WHAT IS BEING ASKED>
Copy every line that holds the string "purchases" from the data below.

Stored items from a collection
'''
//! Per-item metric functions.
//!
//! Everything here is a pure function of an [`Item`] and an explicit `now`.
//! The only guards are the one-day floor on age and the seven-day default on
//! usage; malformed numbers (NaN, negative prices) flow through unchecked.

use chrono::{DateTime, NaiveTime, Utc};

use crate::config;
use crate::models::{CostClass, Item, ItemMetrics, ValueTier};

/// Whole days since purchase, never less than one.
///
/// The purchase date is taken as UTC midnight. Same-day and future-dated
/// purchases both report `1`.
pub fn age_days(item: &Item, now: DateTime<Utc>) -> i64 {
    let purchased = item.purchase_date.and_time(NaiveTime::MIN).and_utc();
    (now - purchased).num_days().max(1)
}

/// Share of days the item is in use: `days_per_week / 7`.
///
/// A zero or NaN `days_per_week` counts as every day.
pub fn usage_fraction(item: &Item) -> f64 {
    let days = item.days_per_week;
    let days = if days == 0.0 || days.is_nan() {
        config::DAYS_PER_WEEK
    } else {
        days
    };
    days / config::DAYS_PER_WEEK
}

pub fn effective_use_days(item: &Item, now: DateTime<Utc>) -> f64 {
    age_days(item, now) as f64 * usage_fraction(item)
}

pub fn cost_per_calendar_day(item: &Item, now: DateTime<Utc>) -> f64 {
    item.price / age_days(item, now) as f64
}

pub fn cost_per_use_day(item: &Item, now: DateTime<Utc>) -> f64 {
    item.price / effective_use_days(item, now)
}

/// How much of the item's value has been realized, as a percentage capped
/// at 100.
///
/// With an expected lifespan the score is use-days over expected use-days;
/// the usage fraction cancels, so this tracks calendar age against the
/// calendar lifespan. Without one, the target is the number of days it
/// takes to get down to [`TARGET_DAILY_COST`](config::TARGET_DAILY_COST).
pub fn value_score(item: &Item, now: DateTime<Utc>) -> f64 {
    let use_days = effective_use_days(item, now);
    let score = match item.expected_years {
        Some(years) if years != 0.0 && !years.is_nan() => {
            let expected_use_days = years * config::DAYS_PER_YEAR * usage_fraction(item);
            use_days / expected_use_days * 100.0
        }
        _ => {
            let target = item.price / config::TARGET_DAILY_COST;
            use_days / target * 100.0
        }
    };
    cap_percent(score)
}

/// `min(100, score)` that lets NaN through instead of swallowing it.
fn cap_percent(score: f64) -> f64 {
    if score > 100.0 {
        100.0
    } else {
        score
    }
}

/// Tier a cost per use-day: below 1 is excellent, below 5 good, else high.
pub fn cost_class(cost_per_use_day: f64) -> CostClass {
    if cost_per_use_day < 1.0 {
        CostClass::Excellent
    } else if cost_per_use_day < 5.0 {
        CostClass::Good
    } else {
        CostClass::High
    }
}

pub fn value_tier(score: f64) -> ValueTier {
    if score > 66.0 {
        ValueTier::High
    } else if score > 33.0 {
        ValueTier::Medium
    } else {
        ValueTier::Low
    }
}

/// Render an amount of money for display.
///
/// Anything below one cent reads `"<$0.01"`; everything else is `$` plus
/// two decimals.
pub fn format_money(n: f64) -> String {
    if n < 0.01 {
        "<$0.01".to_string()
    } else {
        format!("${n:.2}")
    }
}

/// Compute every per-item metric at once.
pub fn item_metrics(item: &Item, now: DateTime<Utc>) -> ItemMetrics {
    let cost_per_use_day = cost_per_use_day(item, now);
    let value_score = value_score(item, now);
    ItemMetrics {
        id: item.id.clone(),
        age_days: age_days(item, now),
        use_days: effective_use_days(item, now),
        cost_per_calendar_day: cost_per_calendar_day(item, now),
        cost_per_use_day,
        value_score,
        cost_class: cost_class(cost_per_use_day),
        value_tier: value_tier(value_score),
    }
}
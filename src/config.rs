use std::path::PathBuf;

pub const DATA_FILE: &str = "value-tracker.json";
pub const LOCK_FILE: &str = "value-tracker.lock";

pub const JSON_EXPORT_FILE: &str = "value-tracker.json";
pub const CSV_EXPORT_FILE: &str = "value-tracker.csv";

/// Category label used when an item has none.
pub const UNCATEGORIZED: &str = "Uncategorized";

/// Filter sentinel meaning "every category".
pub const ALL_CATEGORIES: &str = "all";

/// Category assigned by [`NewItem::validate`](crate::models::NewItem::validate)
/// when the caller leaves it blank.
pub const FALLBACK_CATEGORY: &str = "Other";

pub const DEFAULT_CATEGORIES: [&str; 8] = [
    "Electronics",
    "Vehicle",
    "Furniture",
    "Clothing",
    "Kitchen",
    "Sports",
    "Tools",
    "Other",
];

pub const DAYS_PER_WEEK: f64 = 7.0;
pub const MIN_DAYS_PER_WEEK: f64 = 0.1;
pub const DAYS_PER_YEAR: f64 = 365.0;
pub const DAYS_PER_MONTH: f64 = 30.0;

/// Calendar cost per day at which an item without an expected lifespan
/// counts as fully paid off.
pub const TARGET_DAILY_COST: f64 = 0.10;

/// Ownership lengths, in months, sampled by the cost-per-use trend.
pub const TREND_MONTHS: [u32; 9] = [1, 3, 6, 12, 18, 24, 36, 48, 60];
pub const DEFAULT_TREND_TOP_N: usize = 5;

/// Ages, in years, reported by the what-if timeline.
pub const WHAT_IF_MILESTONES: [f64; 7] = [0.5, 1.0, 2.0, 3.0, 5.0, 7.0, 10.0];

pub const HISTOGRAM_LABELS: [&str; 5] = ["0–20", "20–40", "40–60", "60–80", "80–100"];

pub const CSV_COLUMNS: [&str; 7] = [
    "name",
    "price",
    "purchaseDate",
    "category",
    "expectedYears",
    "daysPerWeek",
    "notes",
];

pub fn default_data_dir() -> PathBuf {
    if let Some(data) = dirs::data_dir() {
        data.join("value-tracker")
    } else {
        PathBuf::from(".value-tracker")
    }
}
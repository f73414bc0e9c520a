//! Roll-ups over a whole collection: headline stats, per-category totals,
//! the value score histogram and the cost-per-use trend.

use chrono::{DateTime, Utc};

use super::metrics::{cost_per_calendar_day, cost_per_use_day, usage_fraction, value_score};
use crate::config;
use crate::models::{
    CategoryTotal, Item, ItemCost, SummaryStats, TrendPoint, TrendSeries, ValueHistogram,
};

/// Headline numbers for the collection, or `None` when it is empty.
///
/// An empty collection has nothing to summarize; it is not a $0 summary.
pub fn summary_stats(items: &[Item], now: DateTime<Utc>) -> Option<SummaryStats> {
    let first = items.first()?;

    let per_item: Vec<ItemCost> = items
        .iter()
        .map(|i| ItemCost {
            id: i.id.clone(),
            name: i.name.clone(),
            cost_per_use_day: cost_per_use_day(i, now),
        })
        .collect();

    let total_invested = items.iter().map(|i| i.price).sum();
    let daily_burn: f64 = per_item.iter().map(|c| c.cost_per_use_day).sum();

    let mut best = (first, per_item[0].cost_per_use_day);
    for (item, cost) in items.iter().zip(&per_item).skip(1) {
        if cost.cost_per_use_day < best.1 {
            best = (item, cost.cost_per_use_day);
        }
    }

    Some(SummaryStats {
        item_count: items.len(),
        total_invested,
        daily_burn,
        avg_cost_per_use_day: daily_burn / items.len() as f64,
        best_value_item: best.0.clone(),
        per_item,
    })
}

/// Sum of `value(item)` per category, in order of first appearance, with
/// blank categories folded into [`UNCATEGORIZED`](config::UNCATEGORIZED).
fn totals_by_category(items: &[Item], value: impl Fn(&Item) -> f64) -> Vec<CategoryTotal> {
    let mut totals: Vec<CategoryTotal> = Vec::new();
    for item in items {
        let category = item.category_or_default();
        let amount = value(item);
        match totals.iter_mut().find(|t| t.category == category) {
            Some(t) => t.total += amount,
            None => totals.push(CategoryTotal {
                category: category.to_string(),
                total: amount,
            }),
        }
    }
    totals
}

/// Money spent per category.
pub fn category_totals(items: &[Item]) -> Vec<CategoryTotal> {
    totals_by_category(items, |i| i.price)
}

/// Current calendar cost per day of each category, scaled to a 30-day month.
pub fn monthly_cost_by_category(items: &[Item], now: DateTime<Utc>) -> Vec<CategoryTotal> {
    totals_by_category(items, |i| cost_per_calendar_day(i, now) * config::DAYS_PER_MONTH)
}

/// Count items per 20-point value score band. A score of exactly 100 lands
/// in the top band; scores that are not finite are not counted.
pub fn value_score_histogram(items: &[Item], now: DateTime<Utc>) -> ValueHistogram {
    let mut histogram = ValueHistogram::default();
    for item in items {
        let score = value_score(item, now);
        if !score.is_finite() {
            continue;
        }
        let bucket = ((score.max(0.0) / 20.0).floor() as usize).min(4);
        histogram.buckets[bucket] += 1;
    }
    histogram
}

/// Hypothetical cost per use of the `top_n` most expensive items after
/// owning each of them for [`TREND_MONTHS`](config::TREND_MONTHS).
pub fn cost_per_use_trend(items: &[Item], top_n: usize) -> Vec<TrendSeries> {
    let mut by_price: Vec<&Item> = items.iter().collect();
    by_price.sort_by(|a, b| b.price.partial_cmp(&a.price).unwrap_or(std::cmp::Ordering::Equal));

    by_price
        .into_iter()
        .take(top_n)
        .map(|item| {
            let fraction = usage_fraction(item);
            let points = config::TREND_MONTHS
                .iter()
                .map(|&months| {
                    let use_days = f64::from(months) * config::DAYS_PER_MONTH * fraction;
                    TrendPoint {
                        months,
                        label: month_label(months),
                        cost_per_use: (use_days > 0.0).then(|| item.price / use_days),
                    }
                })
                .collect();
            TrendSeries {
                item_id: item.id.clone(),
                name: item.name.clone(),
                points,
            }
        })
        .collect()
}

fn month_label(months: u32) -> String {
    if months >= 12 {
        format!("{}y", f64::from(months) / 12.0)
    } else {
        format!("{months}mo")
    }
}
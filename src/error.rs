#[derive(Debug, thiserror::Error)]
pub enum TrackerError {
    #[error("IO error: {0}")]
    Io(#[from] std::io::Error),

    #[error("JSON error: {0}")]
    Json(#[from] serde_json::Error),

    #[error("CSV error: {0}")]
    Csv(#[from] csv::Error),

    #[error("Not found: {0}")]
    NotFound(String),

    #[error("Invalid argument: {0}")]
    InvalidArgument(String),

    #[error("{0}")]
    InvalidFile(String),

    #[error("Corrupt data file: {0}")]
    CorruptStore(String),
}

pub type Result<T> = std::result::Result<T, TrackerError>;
'''
'''
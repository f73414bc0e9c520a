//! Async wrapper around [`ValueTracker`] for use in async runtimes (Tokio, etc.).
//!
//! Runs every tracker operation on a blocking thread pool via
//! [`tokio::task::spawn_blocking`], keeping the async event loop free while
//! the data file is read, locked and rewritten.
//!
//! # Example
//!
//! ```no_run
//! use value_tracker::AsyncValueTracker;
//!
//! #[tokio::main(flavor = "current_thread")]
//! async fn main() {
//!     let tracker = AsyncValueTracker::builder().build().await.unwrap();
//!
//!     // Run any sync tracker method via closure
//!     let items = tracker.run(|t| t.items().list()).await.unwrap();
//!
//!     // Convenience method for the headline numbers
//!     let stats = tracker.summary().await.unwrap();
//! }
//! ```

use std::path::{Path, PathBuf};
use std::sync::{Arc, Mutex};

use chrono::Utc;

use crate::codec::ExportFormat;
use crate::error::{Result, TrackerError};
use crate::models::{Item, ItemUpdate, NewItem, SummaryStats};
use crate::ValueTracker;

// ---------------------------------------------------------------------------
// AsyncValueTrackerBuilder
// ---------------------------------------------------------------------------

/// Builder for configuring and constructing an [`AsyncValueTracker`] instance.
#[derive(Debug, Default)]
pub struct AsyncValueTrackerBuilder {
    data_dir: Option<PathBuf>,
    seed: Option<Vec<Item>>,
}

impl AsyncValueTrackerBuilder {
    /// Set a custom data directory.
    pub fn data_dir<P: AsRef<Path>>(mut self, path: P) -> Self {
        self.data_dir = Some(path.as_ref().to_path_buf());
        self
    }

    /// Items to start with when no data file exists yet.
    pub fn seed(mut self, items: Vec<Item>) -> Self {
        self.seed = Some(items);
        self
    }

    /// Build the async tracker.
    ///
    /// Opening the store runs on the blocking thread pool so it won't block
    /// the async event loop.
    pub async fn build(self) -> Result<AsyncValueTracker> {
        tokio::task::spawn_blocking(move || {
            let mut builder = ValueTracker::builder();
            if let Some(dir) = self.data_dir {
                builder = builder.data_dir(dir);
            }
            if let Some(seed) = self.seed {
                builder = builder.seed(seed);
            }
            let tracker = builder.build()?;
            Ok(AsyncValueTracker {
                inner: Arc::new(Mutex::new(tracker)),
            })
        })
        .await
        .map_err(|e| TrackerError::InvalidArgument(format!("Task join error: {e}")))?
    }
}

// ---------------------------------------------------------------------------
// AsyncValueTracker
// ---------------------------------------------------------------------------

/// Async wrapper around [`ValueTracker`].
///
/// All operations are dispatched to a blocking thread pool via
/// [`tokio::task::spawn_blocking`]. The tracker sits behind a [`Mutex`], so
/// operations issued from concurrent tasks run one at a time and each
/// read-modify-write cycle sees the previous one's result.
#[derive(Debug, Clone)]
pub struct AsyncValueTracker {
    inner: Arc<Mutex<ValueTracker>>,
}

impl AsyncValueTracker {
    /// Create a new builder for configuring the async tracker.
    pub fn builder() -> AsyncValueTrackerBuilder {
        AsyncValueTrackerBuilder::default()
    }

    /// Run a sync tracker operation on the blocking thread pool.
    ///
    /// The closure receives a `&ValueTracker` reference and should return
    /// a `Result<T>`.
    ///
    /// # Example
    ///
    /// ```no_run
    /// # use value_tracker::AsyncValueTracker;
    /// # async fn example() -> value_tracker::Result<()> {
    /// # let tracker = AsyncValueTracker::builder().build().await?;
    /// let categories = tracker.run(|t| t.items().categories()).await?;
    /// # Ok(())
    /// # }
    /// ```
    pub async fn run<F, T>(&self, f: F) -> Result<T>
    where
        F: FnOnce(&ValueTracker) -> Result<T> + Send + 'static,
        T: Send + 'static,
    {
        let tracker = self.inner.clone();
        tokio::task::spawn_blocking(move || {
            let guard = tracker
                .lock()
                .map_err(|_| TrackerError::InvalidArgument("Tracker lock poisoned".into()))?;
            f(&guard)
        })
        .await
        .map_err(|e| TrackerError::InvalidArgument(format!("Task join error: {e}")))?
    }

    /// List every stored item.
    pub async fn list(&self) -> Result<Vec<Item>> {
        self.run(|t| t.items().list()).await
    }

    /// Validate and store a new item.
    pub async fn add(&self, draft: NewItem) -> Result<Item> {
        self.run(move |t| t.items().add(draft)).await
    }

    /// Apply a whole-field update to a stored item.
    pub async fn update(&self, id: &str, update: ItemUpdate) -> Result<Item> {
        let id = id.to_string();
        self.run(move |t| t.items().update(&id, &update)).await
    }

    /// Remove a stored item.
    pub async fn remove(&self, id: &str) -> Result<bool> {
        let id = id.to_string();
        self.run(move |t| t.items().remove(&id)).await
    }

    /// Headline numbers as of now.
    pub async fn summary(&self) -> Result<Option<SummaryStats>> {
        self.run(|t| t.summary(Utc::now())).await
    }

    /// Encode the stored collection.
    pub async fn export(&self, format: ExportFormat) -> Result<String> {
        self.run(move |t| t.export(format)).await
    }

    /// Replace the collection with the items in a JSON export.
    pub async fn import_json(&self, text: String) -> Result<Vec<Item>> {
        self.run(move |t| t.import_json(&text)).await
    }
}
'''
'''
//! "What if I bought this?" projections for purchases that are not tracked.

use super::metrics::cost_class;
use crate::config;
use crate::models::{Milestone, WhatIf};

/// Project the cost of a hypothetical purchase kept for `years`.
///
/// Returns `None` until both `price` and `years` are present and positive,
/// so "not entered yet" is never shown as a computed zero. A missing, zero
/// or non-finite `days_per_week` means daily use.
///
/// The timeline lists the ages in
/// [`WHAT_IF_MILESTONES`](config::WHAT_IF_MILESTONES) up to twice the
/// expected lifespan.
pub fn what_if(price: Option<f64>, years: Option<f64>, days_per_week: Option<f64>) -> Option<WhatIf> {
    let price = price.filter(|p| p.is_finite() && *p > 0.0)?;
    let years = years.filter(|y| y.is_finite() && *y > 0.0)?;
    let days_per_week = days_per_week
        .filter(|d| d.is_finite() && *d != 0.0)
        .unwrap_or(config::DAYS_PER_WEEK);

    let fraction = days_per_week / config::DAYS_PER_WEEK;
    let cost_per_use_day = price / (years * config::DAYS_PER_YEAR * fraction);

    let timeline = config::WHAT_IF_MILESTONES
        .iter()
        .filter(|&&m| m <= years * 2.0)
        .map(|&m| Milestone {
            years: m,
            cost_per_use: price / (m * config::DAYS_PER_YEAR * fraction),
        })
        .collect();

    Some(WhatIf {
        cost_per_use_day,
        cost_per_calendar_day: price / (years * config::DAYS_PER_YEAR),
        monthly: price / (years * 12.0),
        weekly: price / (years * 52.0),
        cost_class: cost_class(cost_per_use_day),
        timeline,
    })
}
'''
TASK RESPONSE>
/// purchases both report `1`.
//! "What if I bought this?" projections for purchases that are not tracked.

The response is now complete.